Dataset Description
This dataset contains 436,689 records of commercial transactions from a retail store/marketplace, recorded between December 2014 and December 2015. Each row represents the purchase of a single product within a specific invoice.
Main Columns:
- InvoiceID: Unique identifier for the invoice (categorical).
- CustomerID: Unique identifier for the customer (categorical).
- date: Date of the transaction (temporal), useful for time series and seasonality analysis.
- item: Product description (text/categorical).
- quantity: Quantity purchased for the individual product (numeric, discrete).
- price: Unit price of the product (numeric, continuous).
- type: Sales channel (e.g., online, supermarket), categorical.
- category: Product category, useful for grouping and pattern mining (categorical).
- total_quantity: Total quantity of products purchased in the same invoice (numeric, discrete).
- customer_type: Type of customer (e.g., private, wholesaler), categorical.
- product_id: Unique identifier for the product (categorical).

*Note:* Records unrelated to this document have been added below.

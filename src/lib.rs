//! # `msg_locomotion`
//!
//! A 3D rigidbody player locomotion controller with physics backend abstraction.
//!
//! This crate provides a responsive, tuneable controller that:
//! - Classifies ground from raw contact points, re-probed against the surface
//! - Projects movement onto arbitrary slopes up to a maximum angle
//! - Ramps velocity toward the input target at bounded rates
//! - Runs a four-state jump lifecycle (idle, requested, applied, airborne)
//! - "Fudges" single-tick ground gaps (stair edges, small drops) so the agent
//!   stays glued to the ground instead of stuttering
//! - Abstracts the physics backend (Rapier3D included)
//!
//! ## Architecture
//!
//! The agent is a dynamic, rotation-locked rigid body. Every fixed tick:
//! 1. The backend turns narrow-phase contacts into begin / stay / end updates
//! 2. The controller classifies ground and advances the jump state
//! 3. It plans a grounded, fudged or air-strafe velocity change
//! 4. The change is added to the rigid body's velocity
//!
//! The jump button is sampled on the frame clock so presses between fixed
//! ticks are never lost.
//!
//! ## Usage
//!
//! ```rust
//! use bevy::prelude::*;
//! use msg_locomotion::prelude::*;
//!
//! // Controller components for a player
//! let controller = LocomotionController::new();
//! let config = LocomotionConfig::player();
//! let intent = MovementIntent::default();
//!
//! // Spawn these together with a rigid body bundle and a capsule collider
//! ```

use bevy::prelude::*;

pub mod backend;
pub mod collision;
pub mod config;
pub mod contacts;
pub mod controller;
pub mod error;
pub mod fudge;
pub mod ground;
pub mod intent;
pub mod jump;
pub mod planner;
pub mod state;
pub mod systems;

#[cfg(feature = "rapier3d")]
pub mod rapier;

pub use intent::MovementIntent;

pub mod prelude {
    //! Convenient re-exports for common usage.

    pub use crate::backend::{GroundProbe, LocomotionBackend};
    pub use crate::collision::{CollisionData, ContactPoint};
    pub use crate::config::{CapsuleGeometry, CapsuleShape, LocomotionConfig};
    pub use crate::controller::{LocomotionController, TickBranch, TickInput, TickReport};
    pub use crate::error::LocomotionError;
    pub use crate::ground::GroundState;
    pub use crate::intent::MovementIntent;
    pub use crate::jump::JumpState;
    pub use crate::planner::Facing;
    pub use crate::state::{Airborne, Falling, Grounded, Landed};
    pub use crate::{LocomotionPlugin, LocomotionSet};

    #[cfg(feature = "rapier3d")]
    pub use crate::rapier::{Rapier3dBackend, Rapier3dCharacterBundle};
}

/// Fixed-tick phases of the controller, run in this order.
#[derive(SystemSet, Debug, Clone, Copy, PartialEq, Eq, Hash)]
pub enum LocomotionSet {
    /// Initialization and gravity sync.
    Preparation,
    /// Contact begin / stay / end.
    Contacts,
    /// Ground classification, jump state and velocity planning.
    Pipeline,
    /// Velocity changes written to the rigid bodies.
    FinalApplication,
    /// Marker components and events.
    StateSync,
}

/// Main plugin for the locomotion controller.
///
/// This plugin is generic over a physics backend `B` which provides the actual
/// physics operations (casts, contacts, velocity changes).
///
/// The pipeline runs once per `FixedUpdate`, so the physics engine has to
/// step on the fixed schedule as well.
///
/// # Type Parameters
/// - `B`: The physics backend implementation (e.g., `Rapier3dBackend`)
///
/// # Examples
///
/// With Rapier3D backend:
/// ```rust,no_run
/// use bevy::prelude::*;
/// use bevy_rapier3d::prelude::*;
/// use msg_locomotion::prelude::*;
///
/// App::new()
///     .add_plugins(DefaultPlugins)
///     .add_plugins(RapierPhysicsPlugin::<NoUserData>::default().in_fixed_schedule())
///     .add_plugins(LocomotionPlugin::<Rapier3dBackend>::default())
///     .run();
/// ```
pub struct LocomotionPlugin<B: backend::LocomotionBackend> {
    _marker: std::marker::PhantomData<B>,
}

impl<B: backend::LocomotionBackend> Default for LocomotionPlugin<B> {
    fn default() -> Self {
        Self {
            _marker: std::marker::PhantomData,
        }
    }
}

impl<B: backend::LocomotionBackend> Plugin for LocomotionPlugin<B> {
    fn build(&self, app: &mut App) {
        // Register core types
        app.register_type::<controller::LocomotionController>();
        app.register_type::<config::LocomotionConfig>();
        app.register_type::<config::CapsuleGeometry>();
        app.register_type::<ground::GroundState>();
        app.register_type::<jump::JumpState>();
        app.register_type::<intent::MovementIntent>();
        app.register_type::<state::Grounded>();
        app.register_type::<state::Airborne>();
        app.register_type::<state::Falling>();

        app.add_event::<state::Landed>();

        app.configure_sets(
            FixedUpdate,
            (
                LocomotionSet::Preparation,
                LocomotionSet::Contacts,
                LocomotionSet::Pipeline,
                LocomotionSet::FinalApplication,
                LocomotionSet::StateSync,
            )
                .chain(),
        );

        // Add the physics backend plugin
        app.add_plugins(B::plugin());

        // Jump edges on the frame clock
        app.add_systems(Update, systems::sample_jump_input);

        app.add_systems(
            FixedUpdate,
            systems::initialize_controllers::<B>.in_set(LocomotionSet::Preparation),
        );
        app.add_systems(
            FixedUpdate,
            systems::run_pipeline::<B>.in_set(LocomotionSet::Pipeline),
        );
        app.add_systems(
            FixedUpdate,
            systems::apply_velocity_changes::<B>.in_set(LocomotionSet::FinalApplication),
        );
        app.add_systems(
            FixedUpdate,
            systems::sync_state_markers.in_set(LocomotionSet::StateSync),
        );
    }
}
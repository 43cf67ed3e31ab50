//! Core controller systems.
//!
//! These systems are generic over the physics backend. The backend plugin adds
//! the engine-specific ones (contact harvesting and gravity).

use bevy::prelude::*;

use crate::backend::LocomotionBackend;
use crate::config::LocomotionConfig;
use crate::controller::{LocomotionController, TickInput};
use crate::intent::MovementIntent;
use crate::planner::Facing;
use crate::state::{Airborne, Falling, Grounded, Landed};

/// Capture capsule geometry for controllers that have not been initialized.
///
/// A missing or non-capsule collider is a configuration error and is returned
/// to Bevy's error handler.
pub fn initialize_controllers<B: LocomotionBackend>(world: &mut World) -> Result {
    let pending: Vec<(Entity, LocomotionConfig)> = world
        .query::<(Entity, &LocomotionConfig, &LocomotionController)>()
        .iter(world)
        .filter(|(_, _, controller)| !controller.is_initialized())
        .map(|(entity, config, _)| (entity, *config))
        .collect();

    for (entity, config) in pending {
        let shape = B::capsule_shape(world, entity)?;
        if let Some(mut controller) = world.get_mut::<LocomotionController>(entity) {
            controller.initialize(shape, &config)?;
        }
    }

    Ok(())
}

/// Turn jump button presses into jump requests.
///
/// Runs on the frame clock so a press is never missed between fixed ticks.
pub fn sample_jump_input(mut q: Query<(&mut MovementIntent, &mut LocomotionController)>) {
    for (mut intent, mut controller) in &mut q {
        if intent.take_jump_edge() {
            controller.request_jump();
        }
    }
}

/// Run the controller pipeline once for every initialized agent.
///
/// Body state is read through the backend; casts go through the backend's
/// ground probe. Each controller is moved out of the world for the duration of
/// its tick so the probe can borrow the world.
pub fn run_pipeline<B: LocomotionBackend>(world: &mut World) {
    let dt = world.resource::<Time>().delta_secs();
    if dt <= 0.0 {
        return;
    }

    let agents: Vec<(Entity, LocomotionConfig, Vec2)> = world
        .query::<(Entity, &LocomotionConfig, &LocomotionController, Option<&MovementIntent>)>()
        .iter(world)
        .filter(|(_, _, controller, _)| controller.is_initialized())
        .map(|(entity, config, _, intent)| (entity, *config, intent.map(|i| i.axis).unwrap_or(Vec2::ZERO)))
        .collect();

    for (entity, config, axis) in agents {
        let input = TickInput {
            position: B::get_position(world, entity),
            velocity: B::get_velocity(world, entity),
            facing: Facing::from_rotation(B::get_rotation(world, entity)),
            axis,
            dt,
        };

        let Some(mut slot) = world.get_mut::<LocomotionController>(entity) else {
            continue;
        };
        let mut controller = std::mem::take(&mut *slot);

        B::with_ground_probe(world, entity, |probe| controller.tick(&config, &input, probe));

        if let Some(mut slot) = world.get_mut::<LocomotionController>(entity) {
            *slot = controller;
        }
    }
}

/// Write each controller's velocity change to its rigid body.
pub fn apply_velocity_changes<B: LocomotionBackend>(world: &mut World) {
    let changes: Vec<(Entity, Vec3)> = world
        .query::<(Entity, &mut LocomotionController)>()
        .iter_mut(world)
        .map(|(entity, mut controller)| (entity, controller.take_velocity_change()))
        .filter(|(_, change)| *change != Vec3::ZERO)
        .collect();

    for (entity, change) in changes {
        B::apply_velocity_change(world, entity, change);
    }
}

/// Sync state marker components and send landing events.
pub fn sync_state_markers(
    mut commands: Commands,
    mut q_controllers: Query<(
        Entity,
        &mut LocomotionController,
        Has<Grounded>,
        Has<Airborne>,
        Has<Falling>,
    )>,
    mut landed: EventWriter<Landed>,
) {
    for (entity, mut controller, has_grounded, has_airborne, has_falling) in &mut q_controllers {
        if !controller.is_initialized() {
            continue;
        }

        let grounded = controller.grounded_last_frame();
        if grounded && !has_grounded {
            commands.entity(entity).insert(Grounded);
            commands.entity(entity).remove::<Airborne>();
        } else if !grounded && !has_airborne {
            commands.entity(entity).remove::<Grounded>();
            commands.entity(entity).insert(Airborne);
        }

        let falling = controller.is_falling();
        if falling && !has_falling {
            commands.entity(entity).insert(Falling);
        } else if !falling && has_falling {
            commands.entity(entity).remove::<Falling>();
        }

        if let Some(fall_speed) = controller.take_landed() {
            landed.write(Landed { entity, fall_speed });
        }
    }
}

#[cfg(test)]
mod tests {
    use super::*;
    use crate::backend::testing::{NoGround, PlaneProbe};
    use crate::backend::{GroundProbe, NoOpBackendPlugin};
    use crate::collision::ContactPoint;
    use crate::config::CapsuleShape;
    use crate::controller::{TickBranch, TickInput};
    use crate::error::LocomotionError;
    use crate::jump::JumpState;
    use crate::planner::Facing;
    use crate::LocomotionPlugin;

    /// Flat floor height the test backend casts against, if any.
    #[derive(Resource)]
    struct TestFloor(f32);

    /// Stand-in rigid body for a backend without a physics engine.
    #[derive(Component, Default)]
    struct TestBody {
        velocity: Vec3,
        capsule: Option<CapsuleShape>,
    }

    struct TestBackend;

    impl LocomotionBackend for TestBackend {
        fn plugin() -> impl Plugin {
            NoOpBackendPlugin
        }

        fn capsule_shape(world: &World, entity: Entity) -> Result<CapsuleShape, LocomotionError> {
            world
                .get::<TestBody>(entity)
                .and_then(|body| body.capsule)
                .ok_or(LocomotionError::MissingCollider(entity))
        }

        fn get_velocity(world: &World, entity: Entity) -> Vec3 {
            world
                .get::<TestBody>(entity)
                .map(|body| body.velocity)
                .unwrap_or(Vec3::ZERO)
        }

        fn get_position(world: &World, entity: Entity) -> Vec3 {
            world
                .get::<Transform>(entity)
                .map(|t| t.translation)
                .unwrap_or(Vec3::ZERO)
        }

        fn get_rotation(world: &World, entity: Entity) -> Quat {
            world
                .get::<Transform>(entity)
                .map(|t| t.rotation)
                .unwrap_or(Quat::IDENTITY)
        }

        fn with_ground_probe<R>(
            world: &mut World,
            _entity: Entity,
            f: impl FnOnce(&dyn GroundProbe) -> R,
        ) -> Option<R> {
            let floor = world.get_resource::<TestFloor>()?;
            Some(f(&PlaneProbe::flat(floor.0)))
        }

        fn apply_velocity_change(world: &mut World, entity: Entity, change: Vec3) {
            if let Some(mut body) = world.get_mut::<TestBody>(entity) {
                body.velocity += change;
            }
        }
    }

    fn create_test_app() -> App {
        let mut app = App::new();
        app.add_plugins(MinimalPlugins);
        app.add_plugins(LocomotionPlugin::<TestBackend>::default());
        app
    }

    fn spawn_agent(app: &mut App) -> Entity {
        app.world_mut()
            .spawn((
                Transform::from_xyz(0.0, 1.0, 0.0),
                LocomotionController::new(),
                LocomotionConfig::default(),
                MovementIntent::default(),
                TestBody {
                    velocity: Vec3::ZERO,
                    capsule: Some(CapsuleShape::new(2.0, 0.5)),
                },
            ))
            .id()
    }

    fn run_fixed(app: &mut App) {
        app.world_mut().run_schedule(FixedUpdate);
    }

    fn set_delta(app: &mut App, seconds: f32) {
        app.world_mut()
            .resource_mut::<Time>()
            .advance_by(std::time::Duration::from_secs_f32(seconds));
    }

    fn controller_mut(app: &mut App, entity: Entity) -> Mut<'_, LocomotionController> {
        app.world_mut()
            .get_mut::<LocomotionController>(entity)
            .unwrap()
    }

    fn tick_input(y: f32, vertical: f32) -> TickInput {
        TickInput {
            position: Vec3::new(0.0, y, 0.0),
            velocity: Vec3::new(0.0, vertical, 0.0),
            facing: Facing::default(),
            axis: Vec2::ZERO,
            dt: 1.0 / 60.0,
        }
    }

    /// Put the controller on flat ground at y = 0.
    fn stand_on_floor(app: &mut App, entity: Entity, floor: Entity) {
        let mut controller = controller_mut(app, entity);
        controller
            .collision_begin(floor, true, vec![ContactPoint::new(Vec3::ZERO, Vec3::Y)])
            .unwrap();
        let report = controller
            .tick(&LocomotionConfig::default(), &tick_input(1.0, 0.0), &PlaneProbe::flat(0.0))
            .unwrap();
        assert_eq!(report.branch, TickBranch::Grounded);
    }

    #[test]
    fn controllers_are_initialized_from_backend() {
        let mut app = create_test_app();
        let entity = spawn_agent(&mut app);

        run_fixed(&mut app);

        let controller = app.world().get::<LocomotionController>(entity).unwrap();
        let geometry = controller.geometry().unwrap();
        assert_eq!(geometry.half_height, 1.0);
        assert_eq!(geometry.fudge_check, 1.5);
        assert!(app.world().get::<Airborne>(entity).is_some());
        assert!(app.world().get::<Grounded>(entity).is_none());
    }

    #[test]
    #[should_panic]
    fn missing_capsule_is_fatal() {
        let mut app = create_test_app();
        app.world_mut().spawn((
            LocomotionController::new(),
            LocomotionConfig::default(),
            TestBody::default(),
        ));

        run_fixed(&mut app);
    }

    #[test]
    fn velocity_change_is_written_once() {
        let mut app = create_test_app();
        let entity = spawn_agent(&mut app);
        let floor = app.world_mut().spawn_empty().id();
        run_fixed(&mut app);

        stand_on_floor(&mut app, entity, floor);
        run_fixed(&mut app);

        // Idle on flat ground: one tick of gravity cancelled.
        let velocity = TestBackend::get_velocity(app.world(), entity);
        assert!((velocity.y - 9.81 / 60.0).abs() < 1e-5);

        run_fixed(&mut app);
        let again = TestBackend::get_velocity(app.world(), entity);
        assert_eq!(velocity, again);
    }

    #[test]
    fn markers_follow_ground_and_fall_state() {
        let mut app = create_test_app();
        let entity = spawn_agent(&mut app);
        let floor = app.world_mut().spawn_empty().id();
        run_fixed(&mut app);

        stand_on_floor(&mut app, entity, floor);
        run_fixed(&mut app);
        assert!(app.world().get::<Grounded>(entity).is_some());
        assert!(app.world().get::<Airborne>(entity).is_none());

        {
            let mut controller = controller_mut(&mut app, entity);
            controller.collision_end(floor);
            controller.tick(&LocomotionConfig::default(), &tick_input(3.0, -6.0), &NoGround);
        }
        run_fixed(&mut app);
        assert!(app.world().get::<Airborne>(entity).is_some());
        assert!(app.world().get::<Falling>(entity).is_some());

        stand_on_floor(&mut app, entity, floor);
        run_fixed(&mut app);
        assert!(app.world().get::<Grounded>(entity).is_some());
        assert!(app.world().get::<Falling>(entity).is_none());

        let events = app.world().resource::<Events<Landed>>();
        let landed: Vec<Landed> = events.iter_current_update_events().copied().collect();
        assert_eq!(
            landed,
            vec![Landed {
                entity,
                fall_speed: -6.0
            }]
        );
    }

    #[test]
    fn jump_press_is_sampled_once() {
        let mut app = create_test_app();
        let entity = spawn_agent(&mut app);
        let floor = app.world_mut().spawn_empty().id();
        run_fixed(&mut app);
        stand_on_floor(&mut app, entity, floor);

        app.world_mut()
            .get_mut::<MovementIntent>(entity)
            .unwrap()
            .set_jump_pressed(true);
        app.world_mut().run_schedule(Update);

        let controller = app.world().get::<LocomotionController>(entity).unwrap();
        assert_eq!(controller.jump_state(), JumpState::Requested);

        // Held across frames: the edge is not seen again.
        app.world_mut().run_schedule(Update);
        let controller = app.world().get::<LocomotionController>(entity).unwrap();
        assert_eq!(controller.jump_state(), JumpState::Requested);
        assert!(app.world().get::<MovementIntent>(entity).unwrap().jump_pressed_prev);
    }

    #[test]
    fn pipeline_reads_body_through_backend() {
        let mut app = create_test_app();
        app.insert_resource(TestFloor(0.0));
        let entity = spawn_agent(&mut app);
        let floor = app.world_mut().spawn_empty().id();
        run_fixed(&mut app);

        controller_mut(&mut app, entity)
            .collision_begin(floor, true, vec![ContactPoint::new(Vec3::ZERO, Vec3::Y)])
            .unwrap();
        app.world_mut()
            .get_mut::<MovementIntent>(entity)
            .unwrap()
            .set_forward(1.0);
        set_delta(&mut app, 1.0 / 60.0);
        run_fixed(&mut app);

        let controller = app.world().get::<LocomotionController>(entity).unwrap();
        assert!(controller.is_grounded());
        assert!(controller.grounded_last_frame());

        // Forward is -Z for an unrotated body; gravity is cancelled while grounded.
        let velocity = TestBackend::get_velocity(app.world(), entity);
        assert!(velocity.z < 0.0);
        assert!(velocity.x.abs() < 1e-5);
        assert!(app.world().get::<Grounded>(entity).is_some());
    }

    #[test]
    fn pipeline_skips_without_ground_probe() {
        let mut app = create_test_app();
        let entity = spawn_agent(&mut app);
        run_fixed(&mut app);

        set_delta(&mut app, 1.0 / 60.0);
        run_fixed(&mut app);

        let controller = app.world().get::<LocomotionController>(entity).unwrap();
        assert!(!controller.is_falling());
        assert_eq!(TestBackend::get_velocity(app.world(), entity), Vec3::ZERO);
    }

    #[test]
    fn pipeline_waits_for_time_to_advance() {
        let mut app = create_test_app();
        app.insert_resource(TestFloor(-10.0));
        let entity = spawn_agent(&mut app);
        run_fixed(&mut app);
        run_fixed(&mut app);

        let controller = app.world().get::<LocomotionController>(entity).unwrap();
        assert!(!controller.is_falling());
    }
}
//! Jump lifecycle.
//!
//! A jump moves through four states:
//!
//! ```text
//!   Idle ──button edge──▶ Requested ──impulse──▶ Applied ──left ground──▶ Airborne
//!    ▲                                                                      │
//!    └────────────────── landed / new collision ────────────────────────────┘
//! ```
//!
//! `Applied` and `Airborne` both lock out the fudge re-snap, so the agent is
//! not pulled back onto the surface it just jumped from. A request made one
//! tick before walking off a ledge is still honored by the fudge resolver.

use bevy::prelude::*;

/// Where the agent is in its jump lifecycle.
#[derive(Reflect, Debug, Clone, Copy, Default, PartialEq, Eq)]
pub enum JumpState {
    /// Touched ground since the last jump; a new jump may be requested.
    #[default]
    Idle,
    /// Button pressed while grounded; the impulse goes out next fixed tick.
    Requested,
    /// Impulse applied, still waiting to leave the ground.
    Applied,
    /// Left the ground after a jump and has not landed yet.
    Airborne,
}

impl JumpState {
    /// Register a jump-button-down edge from the frame clock.
    ///
    /// Only an idle agent that was grounded last tick can request a jump.
    /// Returns whether the request was accepted.
    pub fn request(&mut self, grounded_last_frame: bool) -> bool {
        match *self {
            JumpState::Idle if grounded_last_frame => {
                *self = JumpState::Requested;
                true
            }
            JumpState::Idle | JumpState::Requested | JumpState::Applied | JumpState::Airborne => {
                false
            }
        }
    }

    /// Consume a pending request. Returns `true` if the impulse should be applied now.
    pub fn consume_request(&mut self) -> bool {
        match *self {
            JumpState::Requested => {
                *self = JumpState::Applied;
                true
            }
            JumpState::Idle | JumpState::Applied | JumpState::Airborne => false,
        }
    }

    /// Advance after the ground classifier has run for this tick.
    pub fn on_ground_classified(&mut self, grounded: bool) {
        *self = match (*self, grounded) {
            (JumpState::Applied, false) => JumpState::Airborne,
            (JumpState::Airborne, true) => JumpState::Idle,
            (state, _) => state,
        };
    }

    /// A new collision began; landing on anything cancels the airborne lockout.
    pub fn on_collision_begin(&mut self) {
        if *self == JumpState::Airborne {
            *self = JumpState::Idle;
        }
    }

    /// Whether the fudge resolver may re-snap the agent to the ground.
    #[inline]
    pub fn permits_fudge(self) -> bool {
        match self {
            JumpState::Idle | JumpState::Requested => true,
            JumpState::Applied | JumpState::Airborne => false,
        }
    }
}
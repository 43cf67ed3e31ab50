//! Physics backend abstraction.
//!
//! The controller needs very little from the physics engine:
//!
//! - a directional cast ([`GroundProbe`]) used by the ground classifier and the
//!   fudge resolver,
//! - the capsule dimensions once at initialization,
//! - the body's position, rotation and velocity every tick,
//! - a way to add a velocity change to the rigid body.
//!
//! [`LocomotionBackend`] bundles the world-level accessors plus the plugin that
//! wires backend-specific systems (contact harvesting, gravity) into the
//! [`LocomotionSet`](crate::LocomotionSet) phases. The per-tick pipeline itself
//! is generic and only reaches the engine through these accessors.

use bevy::prelude::*;

use crate::collision::CollisionData;
use crate::config::CapsuleShape;
use crate::error::LocomotionError;

/// Directional cast primitive.
///
/// Implementations decide which bodies are eligible (self-exclusion, collision
/// groups); the controller only supplies the ray.
pub trait GroundProbe {
    /// Cast from `origin` along `direction` (normalized) up to `max_distance`.
    fn cast(&self, origin: Vec3, direction: Vec3, max_distance: f32) -> Option<CollisionData>;
}

/// Trait for physics backend implementations.
///
/// Implement this trait to drive the locomotion controller from a physics
/// engine. See `Rapier3dBackend` for the Rapier3D implementation.
pub trait LocomotionBackend: 'static + Send + Sync {
    /// Returns the plugin that sets up this backend.
    fn plugin() -> impl Plugin;

    /// Capsule dimensions of the entity's collider.
    ///
    /// Called once when the controller is initialized; errors are fatal.
    fn capsule_shape(world: &World, entity: Entity) -> Result<CapsuleShape, LocomotionError>;

    /// Get the current linear velocity of an entity.
    fn get_velocity(world: &World, entity: Entity) -> Vec3;

    /// Get the current world position of an entity.
    fn get_position(world: &World, entity: Entity) -> Vec3;

    /// Get the current world rotation of an entity.
    fn get_rotation(world: &World, entity: Entity) -> Quat;

    /// Run `f` with a probe that casts against everything except `entity`.
    ///
    /// Returns `None` when the backend has no world to cast against yet.
    fn with_ground_probe<R>(
        world: &mut World,
        entity: Entity,
        f: impl FnOnce(&dyn GroundProbe) -> R,
    ) -> Option<R>;

    /// Add an instantaneous velocity change to an entity.
    ///
    /// Mass-independent: a change of `v` alters the body velocity by exactly `v`.
    fn apply_velocity_change(world: &mut World, entity: Entity, change: Vec3);
}

/// Empty plugin for backends that don't need additional setup.
pub struct NoOpBackendPlugin;

impl Plugin for NoOpBackendPlugin {
    fn build(&self, _app: &mut App) {}
}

Potential Data Mining Applications:
- Market Basket Analysis / Association Rules: Discover frequent combinations of products purchased together.
- Customer Segmentation: Cluster customers based on purchase quantity, customer type, and product categories.
- Forecasting: Predict future sales for products or categories.
- Anomaly Detection: Detect unusual transactions in terms of quantity or price.
- Sales Analysis: Identify trends, top-selling products, and seasonal patterns.
General Characteristics:
- Large dataset with a mix of online and in-store sales.
- Combination of numeric and categorical variables, suitable for classification, clustering, and association rule mining.
- Includes a temporal variable for sequential and predictive analysis.